___ Excerpted records ___

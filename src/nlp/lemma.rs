//! Lemma normalization
//!
//! Maps inflected surface forms to their base form using a precomputed
//! base ↔ inflection table, typically built from dictionary "exchange"
//! strings such as `p:went/d:gone/i:going/3:goes`.

use rustc_hash::FxHashMap;

/// Inflection → base form lookup table
#[derive(Debug, Clone, Default)]
pub struct LemmaTable {
    /// Lower-cased inflection -> lower-cased base
    forms: FxHashMap<String, String>,
}

impl LemmaTable {
    /// Create an empty table (every word normalizes to its lower-case form)
    pub fn new() -> Self {
        Self::default()
    }

    /// Build a table from `(base, exchange)` dictionary rows
    pub fn from_exchange_entries<'a, I>(entries: I) -> Self
    where
        I: IntoIterator<Item = (&'a str, &'a str)>,
    {
        let mut table = Self::new();
        for (base, exchange) in entries {
            table.add_exchange(base, exchange);
        }
        table
    }

    /// Register every inflection named in an exchange string.
    ///
    /// Segments are `/`-separated `kind:form` pairs; forms must consist of
    /// ASCII letters or hyphens, anything else is skipped.
    pub fn add_exchange(&mut self, base: &str, exchange: &str) {
        for segment in exchange.split('/') {
            let Some((_, form)) = segment.split_once(':') else {
                continue;
            };
            if is_inflection(form) {
                self.insert(form, base);
            }
        }
    }

    /// Map a single inflection to its base
    pub fn insert(&mut self, inflection: &str, base: &str) {
        self.forms
            .insert(inflection.to_lowercase(), base.to_lowercase());
    }

    /// Reduce `word` to its base form.
    ///
    /// Total: unknown words come back lower-cased.
    pub fn normalize(&self, word: &str) -> String {
        let lower = word.to_lowercase();
        match self.forms.get(&lower) {
            Some(base) => base.clone(),
            None => lower,
        }
    }

    pub fn len(&self) -> usize {
        self.forms.len()
    }

    pub fn is_empty(&self) -> bool {
        self.forms.is_empty()
    }
}

fn is_inflection(form: &str) -> bool {
    !form.is_empty() && form.chars().all(|c| c.is_ascii_alphabetic() || c == '-')
}
//! Analysis observer: hooks for logging, profiling, and debugging.
//!
//! Observers receive notifications at stage boundaries without coupling to
//! stage logic. [`NoopObserver`] compiles away; [`StageTimingObserver`]
//! keeps one [`StageReport`] per finished stage.

use std::time::{Duration, Instant};

pub const STAGE_AGGREGATE: &str = "aggregate";
pub const STAGE_EXTRACT: &str = "extract";
pub const STAGE_STORE: &str = "store";

/// Wall-clock timer for one stage
#[derive(Debug, Clone, Copy)]
pub struct StageClock(Instant);

impl StageClock {
    pub fn start() -> Self {
        Self(Instant::now())
    }

    pub fn elapsed(&self) -> Duration {
        self.0.elapsed()
    }
}

/// What a stage did and how long it took
#[derive(Debug, Clone, Default, PartialEq, Eq)]
pub struct StageReport {
    pub elapsed: Duration,
    /// Records or sentences the stage consumed
    pub items_in: Option<usize>,
    /// Records, genres or entries the stage produced
    pub items_out: Option<usize>,
    /// Records or sentences the stage dropped
    pub skipped: Option<usize>,
}

impl StageReport {
    pub fn new(elapsed: Duration) -> Self {
        Self {
            elapsed,
            ..Self::default()
        }
    }
}

/// Fluent construction of a [`StageReport`] with optional counters
#[derive(Debug, Clone)]
pub struct StageReportBuilder {
    report: StageReport,
}

impl StageReportBuilder {
    pub fn new(elapsed: Duration) -> Self {
        Self {
            report: StageReport::new(elapsed),
        }
    }

    pub fn items_in(mut self, n: usize) -> Self {
        self.report.items_in = Some(n);
        self
    }

    pub fn items_out(mut self, n: usize) -> Self {
        self.report.items_out = Some(n);
        self
    }

    pub fn skipped(mut self, n: usize) -> Self {
        self.report.skipped = Some(n);
        self
    }

    pub fn build(self) -> StageReport {
        self.report
    }
}

/// Callbacks fired around each analysis stage.
///
/// Every method has an empty default, so implementors override only what
/// they need.
pub trait AnalysisObserver {
    fn on_stage_start(&mut self, _stage: &'static str) {}

    fn on_stage_end(&mut self, _stage: &'static str, _report: &StageReport) {}
}

/// Observer that ignores every notification
#[derive(Debug, Clone, Copy, Default)]
pub struct NoopObserver;

impl AnalysisObserver for NoopObserver {}

/// Records the report of every finished stage, in completion order
#[derive(Debug, Clone, Default)]
pub struct StageTimingObserver {
    reports: Vec<(&'static str, StageReport)>,
}

impl StageTimingObserver {
    pub fn new() -> Self {
        Self::default()
    }

    pub fn reports(&self) -> &[(&'static str, StageReport)] {
        &self.reports
    }

    /// Report for `stage`, if it has finished
    pub fn report(&self, stage: &str) -> Option<&StageReport> {
        self.reports
            .iter()
            .find(|(name, _)| *name == stage)
            .map(|(_, r)| r)
    }

    pub fn stage_names(&self) -> Vec<&'static str> {
        self.reports.iter().map(|(name, _)| *name).collect()
    }

    pub fn total_elapsed(&self) -> Duration {
        self.reports.iter().map(|(_, r)| r.elapsed).sum()
    }
}

impl AnalysisObserver for StageTimingObserver {
    fn on_stage_end(&mut self, stage: &'static str, report: &StageReport) {
        self.reports.push((stage, report.clone()));
    }
}
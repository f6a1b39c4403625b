//! Synonym candidate scoring
//!
//! Every lemma of every sense of the target word is a candidate. A candidate
//! scores the path similarity between the target's first sense and its own
//! first sense (0 when it has none). Only candidates with a completed
//! profile in the store survive, ordered by score, then by frequency rank.

use indexmap::IndexMap;
use serde::{Deserialize, Serialize};

use super::{LexicalResource, Sense};
use crate::nlp::lemma::LemmaTable;
use crate::store::ProfileStore;

/// A ranked synonym suggestion
#[derive(Debug, Clone, PartialEq, Serialize, Deserialize)]
pub struct SynonymCandidate {
    pub spelling: String,
    pub definition: String,
    pub rank: u32,
    /// Path similarity to the target's first sense, in `[0, 1]`
    pub score: f64,
}

/// Scores synonym candidates against a lexical resource and a profile store
pub struct SynonymScorer<'a> {
    resource: &'a dyn LexicalResource,
    store: &'a dyn ProfileStore,
    lemmas: &'a LemmaTable,
}

impl<'a> SynonymScorer<'a> {
    pub fn new(
        resource: &'a dyn LexicalResource,
        store: &'a dyn ProfileStore,
        lemmas: &'a LemmaTable,
    ) -> Self {
        Self {
            resource,
            store,
            lemmas,
        }
    }

    /// Senses of `word`, retrying with its lemma when the surface form is unknown
    fn reference_senses(&self, word: &str, lemma: &str) -> Vec<Sense> {
        let senses = self.resource.senses(word);
        if senses.is_empty() && lemma != word {
            return self.resource.senses(lemma);
        }
        senses
    }

    /// Best similarity per candidate surface form, in discovery order
    pub fn raw_scores(&self, word: &str) -> IndexMap<String, f64> {
        let word = word.trim().to_lowercase();
        let lemma = self.lemmas.normalize(&word);
        let senses = self.reference_senses(&word, &lemma);
        let mut scores: IndexMap<String, f64> = IndexMap::new();

        let Some(reference) = senses.first() else {
            return scores;
        };

        for sense in &senses {
            for name in &sense.lemmas {
                let candidate = name.replace('_', " ").to_lowercase();
                if candidate == word || candidate == lemma {
                    continue;
                }

                let score = match self.resource.senses(&candidate).first() {
                    Some(first) => self
                        .resource
                        .path_similarity(reference, first)
                        .unwrap_or(0.0),
                    None => {
                        #[cfg(feature = "tracing")]
                        tracing::debug!(candidate = %candidate, "no lexical sense, scoring 0");
                        0.0
                    }
                };

                let best = scores.entry(candidate).or_insert(score);
                if score > *best {
                    *best = score;
                }
            }
        }

        scores
    }

    /// Ranked candidates for `word` that already have an analyzed profile
    pub fn score(&self, word: &str) -> Vec<SynonymCandidate> {
        let scores = self.raw_scores(word);
        if scores.is_empty() {
            return Vec::new();
        }

        let names: Vec<String> = scores.keys().cloned().collect();
        let mut candidates: Vec<SynonymCandidate> = self
            .store
            .list_analyzed(&names)
            .into_iter()
            .map(|w| SynonymCandidate {
                score: scores.get(&w.word).copied().unwrap_or(0.0),
                spelling: w.word,
                definition: w.definition,
                rank: w.rank,
            })
            .collect();

        candidates.sort_by(|a, b| {
            b.score
                .total_cmp(&a.score)
                .then_with(|| a.rank.cmp(&b.rank))
        });
        candidates
    }
}

#[cfg(test)]
mod tests {
    use super::*;
    use crate::lexical::sense_graph::SenseGraph;
    use crate::store::MemoryProfileStore;
    use crate::types::{RegisterStats, Strategy, WordProfile};

    fn graph() -> SenseGraph {
        let mut g = SenseGraph::new();
        g.add_sense("emotion.n.01", &["emotion"]);
        g.add_sense("happy.a.01", &["happy", "glad"]);
        g.add_sense("felicitous.a.02", &["felicitous", "happy"]);
        g.add_sense("cheerful.a.01", &["cheerful", "cheery"]);
        g.add_sense("content.a.01", &["content", "contented"]);
        g.add_sense("glad.a.02", &["glad"]);
        g.add_hypernym("happy.a.01", "emotion.n.01").unwrap();
        g.add_hypernym("cheerful.a.01", "emotion.n.01").unwrap();
        g.add_hypernym("felicitous.a.02", "emotion.n.01").unwrap();
        g
    }

    fn analyzed_store(words: &[(&str, u32)]) -> MemoryProfileStore {
        let store = MemoryProfileStore::new();
        for (word, rank) in words {
            store.register_word(word, &format!("def of {word}"), *rank, Strategy::Linear);
            store.put(
                word,
                WordProfile {
                    register: RegisterStats::new(),
                    strategy: Strategy::Linear,
                    analysis: IndexMap::new(),
                },
            );
        }
        store
    }

    #[test]
    fn test_raw_scores_keep_best_per_candidate() {
        let g = graph();
        let store = MemoryProfileStore::new();
        let lemmas = LemmaTable::new();
        let scorer = SynonymScorer::new(&g, &store, &lemmas);

        let scores = scorer.raw_scores("happy");

        // glad's first sense is happy.a.01 itself
        assert_eq!(scores["glad"], 1.0);
        // felicitous.a.02 and happy.a.01 meet at emotion.n.01
        assert_eq!(scores["felicitous"], 1.0 / 3.0);
        assert!(!scores.contains_key("happy"));
    }

    #[test]
    fn test_candidate_in_two_senses_listed_once() {
        let mut g = SenseGraph::new();
        g.add_sense("emotion.n.01", &["emotion"]);
        g.add_sense("happy.a.01", &["happy", "glad"]);
        g.add_sense("felicitous.a.02", &["felicitous", "happy", "Glad"]);
        g.add_hypernym("happy.a.01", "emotion.n.01").unwrap();
        g.add_hypernym("felicitous.a.02", "emotion.n.01").unwrap();
        let store = analyzed_store(&[("glad", 900), ("felicitous", 25000)]);
        let lemmas = LemmaTable::new();
        let scorer = SynonymScorer::new(&g, &store, &lemmas);

        let scores = scorer.raw_scores("happy");
        let keys: Vec<_> = scores.keys().map(String::as_str).collect();
        assert_eq!(keys, vec!["glad", "felicitous"]);
        assert_eq!(scores["glad"], 1.0);

        let ranked = scorer.score("happy");
        let names: Vec<_> = ranked.iter().map(|c| c.spelling.as_str()).collect();
        assert_eq!(names, vec!["glad", "felicitous"]);
        assert_eq!(ranked[0].score, 1.0);
    }

    #[test]
    fn test_score_filters_and_orders() {
        let g = graph();
        let store = analyzed_store(&[("glad", 900), ("felicitous", 25000)]);
        let lemmas = LemmaTable::new();
        let scorer = SynonymScorer::new(&g, &store, &lemmas);

        let ranked = scorer.score("happy");
        let names: Vec<_> = ranked.iter().map(|c| c.spelling.as_str()).collect();

        assert_eq!(names, vec!["glad", "felicitous"]);
        assert_eq!(ranked[0].definition, "def of glad");
        assert_eq!(ranked[0].rank, 900);
    }

    #[test]
    fn test_ties_broken_by_frequency_rank() {
        let mut g = SenseGraph::new();
        g.add_sense("big.a.01", &["big", "large", "great"]);
        let store = analyzed_store(&[("great", 300), ("large", 120)]);
        let lemmas = LemmaTable::new();
        let scorer = SynonymScorer::new(&g, &store, &lemmas);

        let ranked = scorer.score("big");
        let names: Vec<_> = ranked.iter().map(|c| c.spelling.as_str()).collect();

        assert_eq!(names, vec!["large", "great"]);
        assert!(ranked.iter().all(|c| c.score == 1.0));
    }

    #[test]
    fn test_lemma_retry_for_inflected_word() {
        let g = graph();
        let store = analyzed_store(&[("glad", 900)]);
        let mut lemmas = LemmaTable::new();
        lemmas.insert("happiest", "happy");
        let scorer = SynonymScorer::new(&g, &store, &lemmas);

        let ranked = scorer.score("happiest");

        assert_eq!(ranked.len(), 1);
        assert_eq!(ranked[0].spelling, "glad");
    }

    #[test]
    fn test_unknown_word_yields_nothing() {
        let g = graph();
        let store = analyzed_store(&[("glad", 900)]);
        let lemmas = LemmaTable::new();
        let scorer = SynonymScorer::new(&g, &store, &lemmas);

        assert!(scorer.score("zzyzx").is_empty());
    }

    #[test]
    fn test_incomparable_candidate_scores_zero() {
        let mut g = SenseGraph::new();
        g.add_sense("quick.a.01", &["quick", "speedy"]);
        g.add_sense("fast.a.01", &["fast", "quick"]);
        let store = analyzed_store(&[("speedy", 8000), ("fast", 700)]);
        let lemmas = LemmaTable::new();
        let scorer = SynonymScorer::new(&g, &store, &lemmas);

        let ranked = scorer.score("quick");

        // fast.a.01 shares no ancestor with quick.a.01
        assert_eq!(ranked[0].spelling, "speedy");
        assert_eq!(ranked[0].score, 1.0);
        assert_eq!(ranked[1].spelling, "fast");
        assert_eq!(ranked[1].score, 0.0);
    }
}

___

Assigned task:
Check each line of the entries for the string "RegisterStats". Copy the lines that have it.

Completed exercise:
    use crate::types::{RegisterStats, Strategy, WordProfile};
                    register: RegisterStats::new(),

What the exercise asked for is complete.